O ciclone Chapala, que está a atormentar a população do Iémen, já causou pelo menos um morto, depois de ter chegado à costa da Ilha de Socotra. A tempestade está a ser considerada como a mais forte das últimas décadas, na região, e as autoridades acreditam que a cidade de Mukalla, controlado pela Al-Qaeda, não tem condições para lidar com o desastre natural.

Chapala apanhou a população despercebida e tomou uma magnitude que poucos poderiam esperar. Imagens da tempestade mostra relâmpagos, cheias, ruas e casas inundadas na cidade de Mukalla.








A organização Meteorológica da ONU descreveu o ciclone como “extremamente severo” e que as condições em torno do centro da tempestade eram “fenomenais”.

Os ventos gerados pelo ciclone chegaram a atingir 240 quilómetros por hora, na segunda-feira, registando uma melhoria, esta terça-feira. De acordo com a BBC, esta manhã, as rajadas chegavam aos 140 quilómetros por hora.

Espera-se, no entanto, que a chuva agrave e que, durante estes dois diasm, chova dez vezes mais que a média anual de precipitação do país.

Segundo a AFP, o presidente de Hadibu, Salem Zaher, afirmou que o ciclone já destruiu 80 habitações e feriu centenas de pessoas. Muitos residentes refugiaram-se em escolas e caves. Contudo, o governo conseguiu evacuar e realojar mais de 1.000 famílias antes da tempestade chegar à costa.
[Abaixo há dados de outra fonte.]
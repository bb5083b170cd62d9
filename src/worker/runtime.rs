//! Worker runtime - receives connections forwarded by the master
//!
//! The worker never listens on the public port. It binds a loopback-only
//! ephemeral listener of its own and otherwise serves the connections the
//! master hands over on the IPC channel. Data on a forwarded connection only
//! starts flowing once the handler reads from it.

use std::net::{Ipv4Addr, SocketAddr};
use std::os::fd::{FromRawFd, OwnedFd};
use std::sync::Arc;

use tokio::net::{TcpListener, TcpStream};
use tokio::signal::unix::{signal, SignalKind};
use tracing::{debug, info, info_span, warn, Instrument};

use super::{ConnectionHandler, WorkerContext};
use crate::config::ClusterOptions;
use crate::ipc::{Channel, ClusterMessage, MAX_MESSAGE_LEN};
use crate::types::{ClusterError, Result};

pub struct WorkerRuntime {
    context: WorkerContext,
    prefix: String,
    channel: Arc<Channel>,
}

impl WorkerRuntime {
    /// Attach to the channel inherited from the master.
    pub fn connect(context: WorkerContext, options: &ClusterOptions) -> Result<Self> {
        let fd = context.ipc_fd.ok_or_else(|| {
            ClusterError::Ipc(format!("{} has no master channel", context.name))
        })?;
        // The descriptor number came from our own environment, set by the
        // master that created it for this process alone.
        let owned = unsafe { OwnedFd::from_raw_fd(fd) };
        let channel = Channel::from_owned(owned)
            .map_err(|e| ClusterError::Ipc(format!("cannot adopt channel fd {}: {}", fd, e)))?;
        Ok(Self::with_channel(context, options, channel))
    }

    pub fn with_channel(context: WorkerContext, options: &ClusterOptions, channel: Channel) -> Self {
        Self {
            context,
            prefix: options.prefix.clone(),
            channel: Arc::new(channel),
        }
    }

    pub fn context(&self) -> &WorkerContext {
        &self.context
    }

    /// Serve until SIGTERM or until the master's end of the channel closes.
    pub async fn serve(self, handler: Arc<dyn ConnectionHandler>) -> Result<()> {
        let span = info_span!("worker", slot = self.context.slot, name = %self.context.name);
        self.serve_inner(handler).instrument(span).await
    }

    async fn serve_inner(self, handler: Arc<dyn ConnectionHandler>) -> Result<()> {
        let local = TcpListener::bind((Ipv4Addr::LOCALHOST, 0))
            .await
            .map_err(|source| ClusterError::Bind {
                addr: "127.0.0.1:0".to_string(),
                source,
            })?;
        let local_addr = local.local_addr()?;
        info!(%local_addr, primary = self.context.is_primary, "Worker serving");

        let ready = ClusterMessage::encode_ready(&self.prefix, self.context.slot, local_addr);
        if let Err(e) = self.channel.send(&ready).await {
            warn!(error = %e, "Could not report readiness to master");
        }

        let mut terminate = signal(SignalKind::terminate()).map_err(ClusterError::Signal)?;
        // The master coordinates shutdown; a terminal Ctrl-C reaches the
        // whole process group, so workers swallow SIGINT.
        let mut interrupt = signal(SignalKind::interrupt()).map_err(ClusterError::Signal)?;

        let mut buf = vec![0u8; MAX_MESSAGE_LEN];
        loop {
            tokio::select! {
                received = self.channel.recv(&mut buf) => match received {
                    Ok((0, _)) => {
                        info!("Master channel closed, stopping");
                        break;
                    }
                    Ok((len, fds)) => {
                        match ClusterMessage::decode(&self.prefix, &buf[..len], fds) {
                            ClusterMessage::Connection { slot, peer, handle } => {
                                if slot != self.context.slot {
                                    warn!(for_slot = slot, %peer, "Connection addressed to another slot, serving anyway");
                                }
                                self.dispatch(Arc::clone(&handler), peer, handle);
                            }
                            other => debug!(message = ?other, "Ignoring message"),
                        }
                    }
                    Err(e) => {
                        warn!(error = %e, "Master channel failed, stopping");
                        break;
                    }
                },
                accepted = local.accept() => match accepted {
                    Ok((stream, peer)) => {
                        let handler = Arc::clone(&handler);
                        tokio::spawn(async move { handler.handle(stream, peer).await }.in_current_span());
                    }
                    Err(e) => warn!(error = %e, "Local accept failed"),
                },
                _ = terminate.recv() => {
                    info!("SIGTERM received, stopping");
                    break;
                }
                _ = interrupt.recv() => {
                    debug!("Ignoring SIGINT, waiting for the master");
                }
            }
        }

        Ok(())
    }

    /// Take ownership of a forwarded connection and run the handler on it.
    fn dispatch(&self, handler: Arc<dyn ConnectionHandler>, peer: SocketAddr, handle: OwnedFd) {
        let stream = match adopt_stream(handle) {
            Ok(stream) => stream,
            Err(e) => {
                warn!(%peer, error = %e, "Could not adopt forwarded connection");
                return;
            }
        };
        debug!(%peer, "Received connection");

        let channel = Arc::clone(&self.channel);
        let closed = ClusterMessage::encode_closed(&self.prefix, self.context.slot, peer);
        tokio::spawn(
            async move {
                handler.handle(stream, peer).await;
                // Lets the master release its copy of the socket.
                if let Err(e) = channel.send(&closed).await {
                    debug!(%peer, error = %e, "Could not report closed connection");
                }
            }
            .in_current_span(),
        );
    }
}

fn adopt_stream(handle: OwnedFd) -> std::io::Result<TcpStream> {
    let stream = std::net::TcpStream::from(handle);
    stream.set_nonblocking(true)?;
    TcpStream::from_std(stream)
}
A preocupação maior está em proteger os residentes de Mukalla, que é dominada por um grupo de militantes jihadistas.
 

“Muitas pessoas tiveram de abandonar as suas casas e estão a procurar refúgio em escolas. Não há auxílio por parte da assembleia tribal ou do Al-Qaeda. A situação é muito má. O nível da água já subiu nove metros, em Mukalla, destruindo a costa”.